The Federal Reserve’s key measure for assessing inflation, the Core PCE index, will have its month-over-month data released shortly. As we approach this crucial release, it’s advisable to exercise caution in trading, as unexpected results could cause market volatility.
The current projection for the Core PCE index is a 0.2% increase, slightly up from the 0.1% reported in June. So, should investors be worried about this reading? Does it imply that inflation is still sticky?
Markets Volatility Expected To Be Mute, Unless There is a Surprise Reading
The markets have likely already factored in the expected Core PCE data, so significant volatility may not occur with a 0.2% reading.
However, if the actual data deviates significantly—such as a reading of 0.3% or 0.0%—it could trigger unexpected market reactions. A higher-than-expected reading could indicate more persistent inflationary pressures, potentially affecting the Federal Reserve’s policy outlook, while a lower-than-expected reading could suggest inflation is cooling more than anticipated.

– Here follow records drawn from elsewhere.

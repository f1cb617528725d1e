use super::Factors;
use crate::error::EntityKind;
use crate::models::EncodedRating;
use nalgebra::{DMatrix, DVector};
use rayon::prelude::*;
use tracing::warn;

/// Alternating least squares.
///
/// A pass solves every user row with the item factors held fixed, then every
/// item row with the user factors held fixed. Rows on one side are
/// independent, so they are solved in parallel and each row is written by
/// exactly one task.
pub struct AlsSolver {
    regularization: f32,
    by_user: Vec<Vec<(usize, f32)>>,
    by_item: Vec<Vec<(usize, f32)>>,
}

impl AlsSolver {
    pub fn new(regularization: f64, ratings: &[EncodedRating], num_users: usize, num_items: usize) -> Self {
        let mut by_user = vec![Vec::new(); num_users];
        let mut by_item = vec![Vec::new(); num_items];

        for rating in ratings {
            by_user[rating.user_index].push((rating.item_index, rating.rating));
            by_item[rating.item_index].push((rating.user_index, rating.rating));
        }

        Self {
            regularization: regularization as f32,
            by_user,
            by_item,
        }
    }

    pub fn run_pass(&self, factors: &mut Factors) {
        solve_side(
            &mut factors.users,
            &factors.items,
            &self.by_user,
            self.regularization,
            EntityKind::User,
        );
        solve_side(
            &mut factors.items,
            &factors.users,
            &self.by_item,
            self.regularization,
            EntityKind::Item,
        );
    }
}

fn solve_side(
    target: &mut DMatrix<f32>,
    fixed: &DMatrix<f32>,
    adjacency: &[Vec<(usize, f32)>],
    regularization: f32,
    kind: EntityKind,
) {
    let solved: Vec<Option<DVector<f32>>> = adjacency
        .par_iter()
        .enumerate()
        .map(|(row, entries)| solve_row(fixed, entries, regularization, kind, row))
        .collect();

    for (row, solution) in solved.into_iter().enumerate() {
        if let Some(solution) = solution {
            target.set_row(row, &solution.transpose());
        }
    }
}

/// Solves `(Σ f fᵀ + λ·n·I) x = Σ r·f` over the fixed-side rows `f` this row rated.
/// `None` leaves the row untouched.
fn solve_row(
    fixed: &DMatrix<f32>,
    entries: &[(usize, f32)],
    regularization: f32,
    kind: EntityKind,
    row: usize,
) -> Option<DVector<f32>> {
    if entries.is_empty() {
        return None;
    }

    let rank = fixed.ncols();
    let mut gram = DMatrix::<f32>::zeros(rank, rank);
    let mut rhs = DVector::<f32>::zeros(rank);

    for &(other, rating) in entries {
        let factor: DVector<f32> = fixed.row(other).transpose();
        gram.ger(1.0, &factor, &factor, 1.0);
        rhs.axpy(rating, &factor, 1.0);
    }

    let ridge = regularization * entries.len() as f32;
    for k in 0..rank {
        gram[(k, k)] += ridge;
    }

    if let Some(cholesky) = gram.clone().cholesky() {
        return Some(cholesky.solve(&rhs));
    }

    let solution = gram.lu().solve(&rhs);
    if solution.is_none() {
        warn!("Singular normal equations for {} row {}, keeping previous factors", kind, row);
    }
    solution
}
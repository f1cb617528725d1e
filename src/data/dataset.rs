use super::IdEncoder;
use crate::error::{RecError, Result};
use crate::models::{EncodedRating, RatingKey, RawRating};
use std::ops::Index;

#[derive(Debug, Clone, Default, PartialEq)]
pub struct RatingDataset {
    ratings: Vec<EncodedRating>,
}

impl RatingDataset {
    pub fn new(ratings: Vec<EncodedRating>) -> Self {
        Self { ratings }
    }

    /// Encodes every raw rating, failing on the first key the encoder has not seen.
    pub fn encode<K: RatingKey>(encoder: &IdEncoder<K>, raw: &[RawRating<K>]) -> Result<Self> {
        let ratings = raw
            .iter()
            .map(|rating| encoder.encode(rating))
            .collect::<Result<Vec<_>>>()?;
        Ok(Self { ratings })
    }

    pub fn len(&self) -> usize {
        self.ratings.len()
    }

    pub fn is_empty(&self) -> bool {
        self.ratings.is_empty()
    }

    pub fn get(&self, index: usize) -> Option<&EncodedRating> {
        self.ratings.get(index)
    }

    pub fn iter(&self) -> std::slice::Iter<'_, EncodedRating> {
        self.ratings.iter()
    }

    pub fn as_slice(&self) -> &[EncodedRating] {
        &self.ratings
    }

    pub fn split_at(&self, row: usize) -> Result<(Self, Self)> {
        if row > self.ratings.len() {
            return Err(RecError::InvalidConfig(format!(
                "split row {} beyond dataset of {} rows",
                row,
                self.ratings.len()
            )));
        }
        let (head, tail) = self.ratings.split_at(row);
        Ok((Self::new(head.to_vec()), Self::new(tail.to_vec())))
    }

    pub fn mean_rating(&self) -> Option<f64> {
        if self.ratings.is_empty() {
            return None;
        }
        let sum: f64 = self.ratings.iter().map(|r| r.rating as f64).sum();
        Some(sum / self.ratings.len() as f64)
    }
}

impl Index<usize> for RatingDataset {
    type Output = EncodedRating;

    fn index(&self, index: usize) -> &Self::Output {
        &self.ratings[index]
    }
}

impl From<Vec<EncodedRating>> for RatingDataset {
    fn from(ratings: Vec<EncodedRating>) -> Self {
        Self::new(ratings)
    }
}

impl FromIterator<EncodedRating> for RatingDataset {
    fn from_iter<I: IntoIterator<Item = EncodedRating>>(iter: I) -> Self {
        Self::new(iter.into_iter().collect())
    }
}

impl<'a> IntoIterator for &'a RatingDataset {
    type Item = &'a EncodedRating;
    type IntoIter = std::slice::Iter<'a, EncodedRating>;

    fn into_iter(self) -> Self::IntoIter {
        self.ratings.iter()
    }
}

In either case, a surprise outcome could lead to increased market volatility as investors adjust their expectations.
Announcement | Previous | Forecast |
Core PCE Index m.m | 0.1% | 0.2% |
Inflation has Been Steadily Slowing Down
Source: ForexFactory, Alchemy Markets
Despite the expected uptick in the Core PCE m/m data, the overall trend since February 2024 has shown a progression in slowing inflation. This suggests that investors are anticipating a steady inflation trend, which should not cause major shifts in market sentiment barring any unexpected data surprises.
0.3% Reading Would Be Dangerous
The FedWatch Tool currently indicates a 100% expectation for at least a 25 basis points (bps) rate cut by the Federal Reserve in September. Additionally, 11.9% of market participants expect a 50 bps cut, while a smaller 0.4% anticipate a larger cut of 75 bps.
This overwhelming expectation for rate cuts reflects market exuberance, with investors heavily betting on easing monetary policy. However, a surprise Core PCE reading of 0.3% or higher could significantly disrupt these expectations, triggering a notable market reaction as it would cast doubt on the likelihood of imminent rate cuts and suggest stronger inflationary pressures than anticipated.
Source: CME Group
Closing Thoughts
Although the markets are expected to remain relatively calm following the Core PCE data release, it’s crucial to exercise good risk management in your trades. A surprise reading could unsettle investors and lead to unexpected market reactions.
Data Release Time
- New York Time: 8:30 AM
- UK Time: 1:30PM
- UTC+0: 12:30PM
- Hong Kong Time: 8:30PM
FAQ
What is PCE?
PCE stands for Personal consumption expenditure, which is a measure of the change in the prices consumers are paying for goods and services, excluding food and energy.
What is the importance of Core PCE?
The PCE is a leading indicator for inflation, and is also the most important statistic the Federal Reserve considers when making interest rate decisions. A lower PCE reading is bullish for stocks, cryptos, and for FX pairs which are paired against the U.S. Dollar.
What moves the markets – the Forecast or the Actual Data?
The actual Core PCE data tends to have a greater impact on the markets than the forecast. While the forecast sets expectations, it’s the actual data release that can cause significant market reactions, especially if it deviates from the anticipated figures. When the data aligns with forecasts, market reactions are often muted since the information is already priced in. However, unexpected readings can lead to sharp market movements as investors reassess the economic outlook.